Task to complete:
Of all the entries below, only the lines from the one with "to plain rounding." up to and including the one with "fell_back = true;" are to be duplicated exactly.
======== The records ========
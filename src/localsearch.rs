//! MIP Local Search (spec C7): consensus-fix the population's agreed
//! binaries, scan for constraints that can't be satisfied no matter how the
//! remaining free binaries land, unfix just enough to repair them, then
//! hand the rest to a bounded MILP solve.

use crate::callback::FirstIncumbentMilpCallback;
use crate::chromosome::Chromosome;
use crate::config::{ConstraintFiltering, LocalSearchParams};
use crate::cuts::{hash_rounding, CutMemory, NoGoodCut};
use crate::error::LocalSearchError;
use crate::model::{ConId, Constraint, Model, RelaxationPoint, Sense, VarId, EPS};
use crate::solver::{MilpStatus, SolverHandle};
use crate::terminators::StopController;

/// Per-binary list of the constraints it should be unfixed through during
/// BFS expansion, built once at init (spec.md §4.7, "Important-constraints list").
pub struct ImportantConstraints {
    per_binary: Vec<Vec<ConId>>,
}

impl ImportantConstraints {
    pub fn build(model: &Model, binaries: &[VarId], relaxation: &RelaxationPoint, policy: ConstraintFiltering) -> Self {
        let mut adjacency: Vec<Vec<ConId>> = vec![Vec::new(); model.n_vars()];
        for (ci, c) in model.constraints.iter().enumerate() {
            for &(VarId(j), _) in &c.row {
                adjacency[j].push(ConId(ci));
            }
        }

        let passes = |policy: ConstraintFiltering, ConId(ci): ConId| match policy {
            ConstraintFiltering::All => true,
            ConstraintFiltering::OnlyNonzeroDuals => relaxation.dual.get(ci).copied().unwrap_or(0.0).abs() > EPS,
            ConstraintFiltering::NonzeroDualsOrZeroSlacks => {
                relaxation.dual.get(ci).copied().unwrap_or(0.0).abs() > EPS
                    || relaxation.slack.get(ci).copied().unwrap_or(0.0).abs() < EPS
            }
        };

        let mut per_binary = Vec::with_capacity(binaries.len());
        for &VarId(j) in binaries {
            let mut policy = policy;
            let cons = loop {
                let mut cons: Vec<ConId> = adjacency[j].iter().copied().filter(|&cid| passes(policy, cid)).collect();
                if !cons.is_empty() || policy == ConstraintFiltering::All {
                    cons.sort_by(|&ConId(a), &ConId(b)| {
                        let da = relaxation.dual.get(a).copied().unwrap_or(0.0).abs();
                        let db = relaxation.dual.get(b).copied().unwrap_or(0.0).abs();
                        let sa = relaxation.slack.get(a).copied().unwrap_or(0.0).abs();
                        let sb = relaxation.slack.get(b).copied().unwrap_or(0.0).abs();
                        db.partial_cmp(&da).unwrap().then(sa.partial_cmp(&sb).unwrap())
                    });
                    break cons;
                }
                policy = policy.relax().expect("All never returns empty by construction");
            };
            per_binary.push(cons);
        }
        Self { per_binary }
    }

    pub fn for_binary(&self, idx: usize) -> &[ConId] {
        &self.per_binary[idx]
    }
}

#[derive(Debug, Clone)]
pub struct LocalSearchOutcome {
    pub status: MilpStatus,
    pub primal: Option<Vec<f64>>,
}

fn one_frequency(binaries: &[VarId], slice: &[&Chromosome]) -> Vec<f64> {
    let n = slice.len().max(1) as f64;
    binaries
        .iter()
        .enumerate()
        .map(|(idx, _)| slice.iter().filter(|c| c.decoded.rounded.get(idx).copied().unwrap_or(0.0) >= 0.5).count() as f64 / n)
        .collect()
}

fn partial_no_good(ones: &[VarId], zeros: &[VarId]) -> NoGoodCut {
    let hash = hash_rounding(&ones.iter().map(|v| v.0).collect::<Vec<_>>());
    let mut row: Vec<(VarId, f64)> = ones.iter().map(|&v| (v, 1.0)).collect();
    row.extend(zeros.iter().map(|&v| (v, -1.0)));
    NoGoodCut { hash, row, sense: Sense::Le, rhs: ones.len() as f64 - 1.0 }
}

/// Puts the master solver into non-relaxed, feasibility-emphasis mode for a
/// MILP solve and restores it on every exit path, including an early `?`
/// return, via `Drop` (spec.md §5, solver state is shared across workers'
/// `clone_handle()` calls and must not leak between them).
struct MilpModeGuard<'a> {
    solver: &'a mut dyn SolverHandle,
}

impl<'a> MilpModeGuard<'a> {
    fn engage(solver: &'a mut dyn SolverHandle) -> Self {
        solver.set_relaxed(false);
        solver.set_feasibility_emphasis(true);
        Self { solver }
    }
}

impl<'a> Drop for MilpModeGuard<'a> {
    fn drop(&mut self) {
        self.solver.set_relaxed(true);
        self.solver.set_feasibility_emphasis(false);
    }
}

impl<'a> std::ops::Deref for MilpModeGuard<'a> {
    type Target = dyn SolverHandle + 'a;
    fn deref(&self) -> &Self::Target {
        self.solver
    }
}

impl<'a> std::ops::DerefMut for MilpModeGuard<'a> {
    fn deref_mut(&mut self) -> &mut Self::Target {
        self.solver
    }
}

fn install_cut_if_new(solver: &mut dyn SolverHandle, cuts: &mut CutMemory, cut: &NoGoodCut) {
    if cuts.lookup(cut.hash).is_some() {
        return;
    }
    let handle = solver.add_constraint(&cut.row, cut.sense, cut.rhs);
    cuts.record(cut.hash, handle);
}

/// Classifies a constraint's violation under the best possible assignment
/// of its still-free binaries (spec.md §4.7, Phase 2), folding continuous
/// variables in at their full-relaxation value since they are not part of
/// consensus fixing.
fn is_violated(c: &Constraint, binary_index: &[Option<usize>], fixed: &[Option<f64>], relaxation: &RelaxationPoint) -> bool {
    let mut fixed_contribution = 0.0;
    let mut pos_residual = 0.0;
    let mut neg_residual = 0.0;
    for &(VarId(j), coef) in &c.row {
        match binary_index[j] {
            Some(bidx) => match fixed[bidx] {
                Some(v) => fixed_contribution += coef * v,
                None => {
                    if coef > 0.0 {
                        pos_residual += coef;
                    } else {
                        neg_residual += coef;
                    }
                }
            },
            None => fixed_contribution += coef * relaxation.primal.get(j).copied().unwrap_or(0.0),
        }
    }
    match c.sense {
        Sense::Le => fixed_contribution + neg_residual > c.rhs + EPS,
        Sense::Ge => fixed_contribution + pos_residual < c.rhs - EPS,
        Sense::Eq => {
            let surplus = c.rhs - fixed_contribution;
            surplus < neg_residual - EPS || surplus > pos_residual + EPS
        }
    }
}

fn sign_helps(sense: Sense, coef: f64) -> bool {
    match sense {
        Sense::Le => coef < 0.0,
        Sense::Ge => coef > 0.0,
        Sense::Eq => true,
    }
}

pub fn search(
    model: &Model,
    solver: &mut dyn SolverHandle,
    binaries: &[VarId],
    slice: &[&Chromosome],
    relaxation: &RelaxationPoint,
    important: &ImportantConstraints,
    cuts: &mut CutMemory,
    params: &LocalSearchParams,
    stop: &StopController,
) -> Result<LocalSearchOutcome, LocalSearchError> {
    let budget = stop.sub_budget(std::time::Duration::from_millis(50)).ok_or(LocalSearchError::BudgetExhausted)?;
    let budget = budget.min(params.max_time);

    let mut binary_index: Vec<Option<usize>> = vec![None; model.n_vars()];
    for (idx, &VarId(j)) in binaries.iter().enumerate() {
        binary_index[j] = Some(idx);
    }

    // Phase 1: consensus fix.
    let freq = one_frequency(binaries, slice);
    let mut fixed: Vec<Option<f64>> = vec![None; binaries.len()];
    for (idx, &f) in freq.iter().enumerate() {
        if f < params.discrepancy_level {
            fixed[idx] = Some(0.0);
        } else if f > 1.0 - params.discrepancy_level {
            fixed[idx] = Some(1.0);
        }
    }
    for (idx, v) in binaries.iter().enumerate() {
        if let Some(value) = fixed[idx] {
            solver.set_bounds(*v, value, value);
        }
    }

    // Phase 2: violated-constraint scan, cut, and unfix.
    for c in &model.constraints {
        if stop.must_stop() {
            break;
        }
        if !is_violated(c, &binary_index, &fixed, relaxation) {
            continue;
        }
        let ones: Vec<VarId> =
            c.row.iter().filter_map(|&(v, _)| binary_index[v.0].and_then(|idx| if fixed[idx] == Some(1.0) { Some(v) } else { None })).collect();
        let zeros: Vec<VarId> =
            c.row.iter().filter_map(|&(v, _)| binary_index[v.0].and_then(|idx| if fixed[idx] == Some(0.0) { Some(v) } else { None })).collect();
        if !ones.is_empty() {
            install_cut_if_new(solver, cuts, &partial_no_good(&ones, &zeros));
        }

        for &(v, coef) in &c.row {
            let Some(idx) = binary_index[v.0] else { continue };
            let should_unfix = match c.sense {
                Sense::Eq => fixed[idx].is_some(),
                _ => fixed[idx] == Some(0.0) && sign_helps(c.sense, coef),
            };
            if should_unfix {
                fixed[idx] = None;
                solver.set_bounds(v, 0.0, 1.0);
            }
        }
    }

    // Phase 3. Guard restores `set_relaxed`/`set_feasibility_emphasis` on
    // every exit from here on, including the `?` below.
    let mut solver = MilpModeGuard::engage(solver);
    let mut callback = FirstIncumbentMilpCallback::new(std::sync::Arc::new(StopController::new(budget, stop.clock_kind(), stop.interrupted_flag())));
    let mut solution = solver.solve_milp(&mut callback, budget).map_err(|_| LocalSearchError::NoSolutionFound)?;

    // Phase 4: BFS unfix expansion on infeasibility.
    if solution.status == MilpStatus::Infeasible && params.unfix_levels > 0 && !stop.must_stop() {
        let ones: Vec<VarId> = binaries.iter().enumerate().filter_map(|(idx, &v)| if fixed[idx] == Some(1.0) { Some(v) } else { None }).collect();
        let zeros: Vec<VarId> = binaries.iter().enumerate().filter_map(|(idx, &v)| if fixed[idx] == Some(0.0) { Some(v) } else { None }).collect();
        if !ones.is_empty() {
            install_cut_if_new(&mut solver, cuts, &partial_no_good(&ones, &zeros));
        }

        let mut frontier: Vec<usize> = (0..binaries.len()).filter(|&idx| fixed[idx].is_none()).collect();
        for _ in 0..params.unfix_levels {
            if stop.must_stop() || frontier.is_empty() {
                break;
            }
            let mut next_frontier = Vec::new();
            for &idx in &frontier {
                for &ConId(ci) in important.for_binary(idx) {
                    for &(v, _) in &model.constraints[ci].row {
                        if let Some(bidx) = binary_index[v.0] {
                            if fixed[bidx].is_some() {
                                fixed[bidx] = None;
                                solver.set_bounds(v, 0.0, 1.0);
                                next_frontier.push(bidx);
                            }
                        }
                    }
                }
            }
            frontier = next_frontier;
        }

        let remaining = stop.sub_budget(std::time::Duration::from_millis(50));
        if let Some(remaining) = remaining {
            let budget2 = remaining.min(params.max_time);
            let mut callback2 =
                FirstIncumbentMilpCallback::new(std::sync::Arc::new(StopController::new(budget2, stop.clock_kind(), stop.interrupted_flag())));
            solution = solver.solve_milp(&mut callback2, budget2).map_err(|_| LocalSearchError::NoSolutionFound)?;
        }
    }

    Ok(LocalSearchOutcome { status: solution.status, primal: solution.primal })
}
//! Population & Fitness (spec C5), modeled on the sorted/unsorted invariant
//! in `population.hpp`: a population fresh off a decoding wave carries
//! unordered fitness values, and most queries (best, k-th elite,
//! heterogeneity) are only meaningful once it has been explicitly sorted.
//!
//! Lower fitness is better; `0.0` marks an integer-feasible chromosome
//! (spec.md §4.4, step 6).

use std::marker::PhantomData;

use crate::chromosome::Chromosome;
use crate::cuts::hash_rounding;

pub struct Unsorted;
pub struct Sorted;

pub struct Population<State = Unsorted> {
    chromosomes: Vec<Chromosome>,
    /// Parallel `(fitness, original_index)`, sorted ascending once `State = Sorted`.
    fitness: Vec<(f64, usize)>,
    _state: PhantomData<State>,
}

impl Population<Unsorted> {
    pub fn new(chromosomes: Vec<Chromosome>) -> Self {
        let fitness = (0..chromosomes.len()).map(|i| (f64::INFINITY, i)).collect();
        Self { chromosomes, fitness, _state: PhantomData }
    }

    pub fn set_fitness(&mut self, original_index: usize, f: f64) {
        self.fitness[original_index].0 = f;
    }

    pub fn chromosome_mut(&mut self, original_index: usize) -> &mut Chromosome {
        &mut self.chromosomes[original_index]
    }

    /// Sorts by fitness ascending, stable on original index to keep ordering
    /// deterministic regardless of which decode finished first (spec.md
    /// §7, "Ordering guarantees").
    pub fn into_sorted(mut self) -> Population<Sorted> {
        self.fitness.sort_by(|a, b| a.0.partial_cmp(&b.0).unwrap_or(std::cmp::Ordering::Equal).then(a.1.cmp(&b.1)));
        Population { chromosomes: self.chromosomes, fitness: self.fitness, _state: PhantomData }
    }
}

impl<S> Population<S> {
    pub fn len(&self) -> usize {
        self.chromosomes.len()
    }

    pub fn is_empty(&self) -> bool {
        self.chromosomes.is_empty()
    }

    pub fn chromosome(&self, original_index: usize) -> &Chromosome {
        &self.chromosomes[original_index]
    }

    pub fn total_iterations(&self) -> u64 {
        self.chromosomes.iter().map(|c| c.decoded.iterations as u64).sum()
    }
}

impl Population<Sorted> {
    pub fn best_fitness(&self) -> f64 {
        self.fitness[0].0
    }

    /// The best chromosome by rank (rank 0 = fittest).
    pub fn best_chromosome(&self) -> &Chromosome {
        self.kth_elite(0)
    }

    pub fn kth_elite(&self, k: usize) -> &Chromosome {
        let idx = self.fitness[k].1;
        &self.chromosomes[idx]
    }

    pub fn fitness_at_rank(&self, k: usize) -> f64 {
        self.fitness[k].0
    }

    pub fn any_integer_feasible(&self) -> bool {
        self.fitness[0].0 <= 0.0 + f64::EPSILON
    }

    /// Distinct rounding hashes among the top `elite_fraction` of the
    /// population, divided by elite size (spec.md §4.5). `elite_fraction`
    /// is clamped to `(0, 1]`.
    pub fn heterogeneity(&self, elite_fraction: f64) -> f64 {
        let elite_fraction = elite_fraction.clamp(f64::EPSILON, 1.0);
        let elite_size = ((self.len() as f64) * elite_fraction).ceil().max(1.0) as usize;
        let elite_size = elite_size.min(self.len());
        if elite_size == 0 {
            return 0.0;
        }
        let mut hashes: Vec<u64> = self.fitness[..elite_size]
            .iter()
            .map(|&(_, idx)| {
                let ones: Vec<usize> =
                    self.chromosomes[idx].decoded.rounded.iter().enumerate().filter(|(_, &v)| v >= 0.5).map(|(j, _)| j).collect();
                hash_rounding(&ones)
            })
            .collect();
        hashes.sort_unstable();
        hashes.dedup();
        hashes.len() as f64 / elite_size as f64
    }

    /// Back to an unsorted view, e.g. before the next decoding wave
    /// overwrites `decoded` fields in place.
    pub fn into_unsorted(self) -> Population<Unsorted> {
        Population { chromosomes: self.chromosomes, fitness: self.fitness, _state: PhantomData }
    }
}
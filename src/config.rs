//! Engine configuration (spec.md §6, "Configuration"). A plain struct with
//! `with_*` builder methods, the stable-Rust equivalent of the teacher's
//! proc-macro option registry (`macros::build_option_enum!`), which relied
//! on unstable compiler features this crate doesn't need.

use std::time::Duration;

#[derive(Debug, Clone, Copy, PartialEq, Eq)]
pub enum PumpStrategy {
    /// Classic feasibility pump: `alpha_0 = 0`, pump objective ignores `c^T x`.
    Default,
    /// Objective feasibility pump: `alpha_0 = 1`, pump objective is weighted
    /// toward the true objective from the first iteration.
    Objective,
}

impl PumpStrategy {
    pub fn initial_alpha(self) -> f64 {
        match self {
            PumpStrategy::Default => 0.0,
            PumpStrategy::Objective => 1.0,
        }
    }
}

#[derive(Debug, Clone, Copy, PartialEq, Eq)]
pub enum FitnessType {
    Convex,
    Geometric,
}

#[derive(Debug, Clone, Copy, PartialEq, Eq)]
pub enum FixingType {
    MostOnes,
    MostZeros,
    MostFractionals,
    Automatic,
}

#[derive(Debug, Clone, Copy, PartialEq, Eq)]
pub enum ConstraintFiltering {
    All,
    OnlyNonzeroDuals,
    NonzeroDualsOrZeroSlacks,
}

impl ConstraintFiltering {
    /// The next less restrictive policy, used when the chosen policy would
    /// leave a binary with zero important constraints (spec.md §4.7).
    pub fn relax(self) -> Option<ConstraintFiltering> {
        match self {
            ConstraintFiltering::NonzeroDualsOrZeroSlacks => Some(ConstraintFiltering::OnlyNonzeroDuals),
            ConstraintFiltering::OnlyNonzeroDuals => Some(ConstraintFiltering::All),
            ConstraintFiltering::All => None,
        }
    }
}

/// Controls whether OFP decode installs a [`crate::callback::TracingOfpCallback`]
/// (spec.md §6, replacing the teacher's `ConvergenceOutput` flag).
#[derive(Debug, Clone, Copy, PartialEq, Eq)]
pub enum LoggingVerbosity {
    Silent,
    TraceIterations,
}

#[derive(Debug, Clone, Copy)]
pub enum StopRule {
    Generations(u32),
    Target(f64),
    Improvement(u32),
}

/// OFP inner-loop parameters (spec.md §4.4, "Parameters").
#[derive(Debug, Clone, Copy)]
pub struct FpParams {
    pub iteration_limit: u32,
    pub perturb_when_cycling: bool,
    pub t: f64,
    pub rho_lb: f64,
    pub rho_ub: f64,
    /// Draw the per-iteration rounding threshold from `Uniform(rho_lb,
    /// rho_ub)` instead of the fixed `0.5` (spec.md §9's open question on
    /// rounder determinism; default off, matching spec.md's "default to
    /// deterministic, t = 0.5").
    pub randomized_threshold: bool,
}

impl Default for FpParams {
    fn default() -> Self {
        Self { iteration_limit: 100, perturb_when_cycling: true, t: 0.1, rho_lb: 0.0, rho_ub: 0.4, randomized_threshold: false }
    }
}

/// Objective-decay and cycle-tolerance parameters (spec.md §4.4).
#[derive(Debug, Clone, Copy)]
pub struct OfpParams {
    pub phi: f64,
    pub delta: f64,
}

impl Default for OfpParams {
    fn default() -> Self {
        Self { phi: 0.9, delta: 1e-3 }
    }
}

#[derive(Debug, Clone, Copy)]
pub struct HistogramParams {
    pub var_fixing_percentage: f64,
    pub var_fixing_rate: f64,
    pub var_fixing_type: FixingType,
}

impl Default for HistogramParams {
    fn default() -> Self {
        Self { var_fixing_percentage: 0.0, var_fixing_rate: 8.0, var_fixing_type: FixingType::Automatic }
    }
}

#[derive(Debug, Clone, Copy)]
pub struct LocalSearchParams {
    pub threshold: f64,
    pub discrepancy_level: f64,
    pub unfix_levels: u32,
    pub max_time: Duration,
}

impl Default for LocalSearchParams {
    fn default() -> Self {
        Self { threshold: 0.0, discrepancy_level: 0.2, unfix_levels: 2, max_time: Duration::from_secs(10) }
    }
}

#[derive(Debug, Clone)]
pub struct EngineOptions {
    pub num_threads: usize,
    pub seed: u64,
    pub pump_strategy: PumpStrategy,
    pub fitness_type: FitnessType,
    pub minimization_factor: f64,
    pub minimization_factor_decay: f64,
    pub fp: FpParams,
    pub ofp: OfpParams,
    pub histogram: HistogramParams,
    pub constraint_filtering: ConstraintFiltering,
    pub local_search: LocalSearchParams,
    pub roundcuts_percentage: f64,
    pub stop_rule: StopRule,
    pub max_time: Duration,
    /// Supplemental: caps restart attempts after exhausting a full run
    /// without a feasible incumbent (0 disables restarts, the default;
    /// see SPEC_FULL.md §C).
    pub max_restarts: u32,
    pub logging: LoggingVerbosity,
}

impl Default for EngineOptions {
    fn default() -> Self {
        Self {
            num_threads: 1,
            seed: 0,
            pump_strategy: PumpStrategy::Objective,
            fitness_type: FitnessType::Convex,
            minimization_factor: 0.5,
            minimization_factor_decay: 1.0,
            fp: FpParams::default(),
            ofp: OfpParams::default(),
            histogram: HistogramParams::default(),
            constraint_filtering: ConstraintFiltering::NonzeroDualsOrZeroSlacks,
            local_search: LocalSearchParams::default(),
            roundcuts_percentage: 0.1,
            stop_rule: StopRule::Generations(1000),
            max_time: Duration::from_secs(300),
            max_restarts: 0,
            logging: LoggingVerbosity::Silent,
        }
    }
}

impl EngineOptions {
    pub fn new() -> Self {
        Self::default()
    }

    pub fn with_num_threads(mut self, n: usize) -> Self {
        self.num_threads = n.max(1);
        self
    }

    pub fn with_seed(mut self, seed: u64) -> Self {
        self.seed = seed;
        self
    }

    pub fn with_pump_strategy(mut self, strategy: PumpStrategy) -> Self {
        self.pump_strategy = strategy;
        self
    }

    pub fn with_fitness_type(mut self, fitness_type: FitnessType) -> Self {
        self.fitness_type = fitness_type;
        self
    }

    pub fn with_max_time(mut self, max_time: Duration) -> Self {
        self.max_time = max_time;
        self
    }

    pub fn with_stop_rule(mut self, rule: StopRule) -> Self {
        self.stop_rule = rule;
        self
    }

    pub fn with_max_restarts(mut self, n: u32) -> Self {
        self.max_restarts = n;
        self
    }

    pub fn with_logging(mut self, logging: LoggingVerbosity) -> Self {
        self.logging = logging;
        self
    }
}
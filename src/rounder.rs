//! Propagation-aware rounder (spec C3): round one variable, propagate,
//! iterate. Deterministic given the input fractional point and the
//! threshold source.

use rand::Rng;

use crate::domain::{Domain, DomainSnapshot};
use crate::model::VarId;

/// Supplies the per-decision rounding threshold `t` used in
/// `round(x_j + t)`. Deterministic given the same sequence of draws.
pub trait ThresholdSource {
    fn next(&mut self) -> f64;
}

/// Always the same threshold; the default per spec.md §9's open question
/// ("default to deterministic, t = 0.5").
pub struct FixedThreshold(pub f64);

impl ThresholdSource for FixedThreshold {
    fn next(&mut self) -> f64 {
        self.0
    }
}

/// Draws `t` from a per-thread RNG; deterministic as long as the RNG was
/// seeded deterministically (by the chromosome's trailing gene).
pub struct RandomThreshold<'a, R: Rng> {
    pub rng: &'a mut R,
    pub lo: f64,
    pub hi: f64,
}

impl<'a, R: Rng> ThresholdSource for RandomThreshold<'a, R> {
    fn next(&mut self) -> f64 {
        self.rng.gen_range(self.lo..=self.hi)
    }
}

#[derive(Debug, Clone)]
pub struct RoundResult {
    /// One entry per binary in `binaries`, in that order.
    pub rounded: Vec<f64>,
    pub iterations: u32,
    /// True if propagation failed and the remainder fell back to plain rounding.
    pub fell_back: bool,
}

/// Rounds a fractional point over binaries to an integer point, using
/// propagation to avoid obviously-doomed choices (spec.md §4.3).
///
/// `domain` is restored to `baseline` first so repeated calls across
/// chromosomes in the same generation don't see each other's tightenings.
pub fn round(
    domain: &mut Domain,
    baseline: &DomainSnapshot,
    binaries: &[VarId],
    frac: &[f64],
    threshold: &mut dyn ThresholdSource,
) -> RoundResult {
    domain.restore(baseline);

    let mut order: Vec<usize> = (0..binaries.len()).collect();
    order.sort_by(|&a, &b| {
        let da = (frac[a] - 0.5).abs();
        let db = (frac[b] - 0.5).abs();
        da.partial_cmp(&db).unwrap_or(std::cmp::Ordering::Equal).then(a.cmp(&b))
    });

    let mut iterations = 0u32;
    let mut fell_back = false;

    for (pos, &idx) in order.iter().enumerate() {
        let j = binaries[idx].0;
        if domain.fixed[j] {
            continue; // fixed as a side effect of a previous propagation
        }
        let t = threshold.next();
        let value = if frac[idx] + t >= 1.0 { 1.0 } else { 0.0 };
        iterations += 1;
        if domain.fix_binary(j, value).is_err() {
            fell_back = true;
            // Plain rounding for the remainder: no more propagation calls.
            for &idx2 in &order[pos..] {
                let j2 = binaries[idx2].0;
                if !domain.fixed[j2] {
                    let v = if frac[idx2] >= 0.5 { 1.0 } else { 0.0 };
                    if v >= 0.5 {
                        domain.lb[j2] = 1.0;
                    } else {
                        domain.ub[j2] = 0.0;
                    }
                    domain.fixed[j2] = true;
                }
            }
            break;
        }
    }

    let rounded: Vec<f64> = binaries.iter().map(|v| if domain.lb[v.0] >= 0.5 { 1.0 } else { 0.0 }).collect();
    RoundResult { rounded, iterations, fell_back }
}
//! The solver contract (spec.md §6): the black-box abstraction every
//! engine component depends on. This crate never implements an LP/MILP
//! solver itself — that is explicitly out of scope (spec.md §1) — it only
//! defines the trait the engine is written against, so it can be backed by
//! any real solver (HiGHS, CLP/CBC, Gurobi, ...) behind a thin adapter.

use std::time::Duration;

use crate::callback::MilpCallback;
use crate::error::SolverContractError;
use crate::model::{Sense, VarId};

#[derive(Debug, Clone, Copy, PartialEq, Eq)]
pub enum LpStatus {
    Optimal,
    Infeasible,
    Unbounded,
    Failed,
}

#[derive(Debug, Clone, Copy, PartialEq, Eq)]
pub enum MilpStatus {
    Optimal,
    Feasible,
    Infeasible,
    Unknown,
    Aborted,
}

#[derive(Debug, Clone)]
pub struct LpSolution {
    pub status: LpStatus,
    pub primal: Vec<f64>,
    pub dual: Vec<f64>,
    pub slack: Vec<f64>,
    pub objective: f64,
}

#[derive(Debug, Clone)]
pub struct MilpSolution {
    pub status: MilpStatus,
    pub primal: Option<Vec<f64>>,
    pub objective: Option<f64>,
}

/// Opaque identifier for a constraint added to a solver instance (used by
/// the cut memory, C9, to later `remove_constraint` if ever needed, and to
/// recognize which handle a mirrored cut maps to on another worker's clone).
#[derive(Debug, Clone, Copy, PartialEq, Eq, Hash)]
pub struct ConHandle(pub u64);

/// The abstraction the core engine depends on (spec.md §6, "Solver
/// contract"). One instance per worker thread; `clone_handle` produces an
/// independent context over the same model, as required by §5
/// ("Each worker owns a complete solver clone").
pub trait SolverHandle: Send {
    fn n_vars(&self) -> usize;
    fn n_cons(&self) -> usize;

    fn set_bounds(&mut self, var: VarId, lb: f64, ub: f64);
    fn get_bounds(&self, var: VarId) -> (f64, f64);

    /// Installs a new linear objective, replacing the previous one.
    /// `minimize = false` means the engine's caller wants `c^T x` flipped
    /// before use (the pump always minimizes internally, spec.md §4.4).
    fn set_objective(&mut self, coeffs: &[f64], minimize: bool);

    fn solve_lp(&mut self) -> Result<LpSolution, SolverContractError>;

    /// Cheap feasibility probe used by the histogram fixer and the final
    /// trim of a local-search fixing; must not mutate the LP relaxation's
    /// optimal basis for subsequent calls beyond the bound changes already
    /// applied. Returns `Err(ProbeInfeasible)` rather than panicking.
    fn presolve_probe(&mut self) -> Result<(), SolverContractError>;

    fn add_constraint(&mut self, row: &[(VarId, f64)], sense: Sense, rhs: f64) -> ConHandle;
    fn remove_constraint(&mut self, handle: ConHandle);

    /// Solves the MILP with integrality re-enabled on the current bounds,
    /// polling `callbacks` at every incumbent and info-callback firing.
    fn solve_milp(
        &mut self,
        callbacks: &mut dyn MilpCallback,
        time_budget: Duration,
    ) -> Result<MilpSolution, SolverContractError>;

    /// Disables integrality enforcement (used while the engine still wants
    /// LP relaxations of a model that nominally has integer variables).
    fn set_relaxed(&mut self, relaxed: bool);

    /// Trades optimality for speed to the first feasible incumbent (used by
    /// the histogram fixer's bounded probe and local search's Phase 3,
    /// spec.md §4.6-4.7, "feasibility emphasis").
    fn set_feasibility_emphasis(&mut self, enabled: bool);

    /// Independent solver context over the same model (spec.md §5).
    fn clone_handle(&self) -> Box<dyn SolverHandle>;
}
========
Exercise output:
    /// True if propagation failed and the remainder fell back to plain rounding.
    pub fell_back: bool,
}

/// Rounds a fractional point over binaries to an integer point, using
/// propagation to avoid obviously-doomed choices (spec.md §4.3).
///
/// `domain` is restored to `baseline` first so repeated calls across
/// chromosomes in the same generation don't see each other's tightenings.
pub fn round(
    domain: &mut Domain,
    baseline: &DomainSnapshot,
    binaries: &[VarId],
    frac: &[f64],
    threshold: &mut dyn ThresholdSource,
) -> RoundResult {
    domain.restore(baseline);

    let mut order: Vec<usize> = (0..binaries.len()).collect();
    order.sort_by(|&a, &b| {
        let da = (frac[a] - 0.5).abs();
        let db = (frac[b] - 0.5).abs();
        da.partial_cmp(&db).unwrap_or(std::cmp::Ordering::Equal).then(a.cmp(&b))
    });

    let mut iterations = 0u32;
    let mut fell_back = false;

    for (pos, &idx) in order.iter().enumerate() {
        let j = binaries[idx].0;
        if domain.fixed[j] {
            continue; // fixed as a side effect of a previous propagation
        }
        let t = threshold.next();
        let value = if frac[idx] + t >= 1.0 { 1.0 } else { 0.0 };
        iterations += 1;
        if domain.fix_binary(j, value).is_err() {
            fell_back = true;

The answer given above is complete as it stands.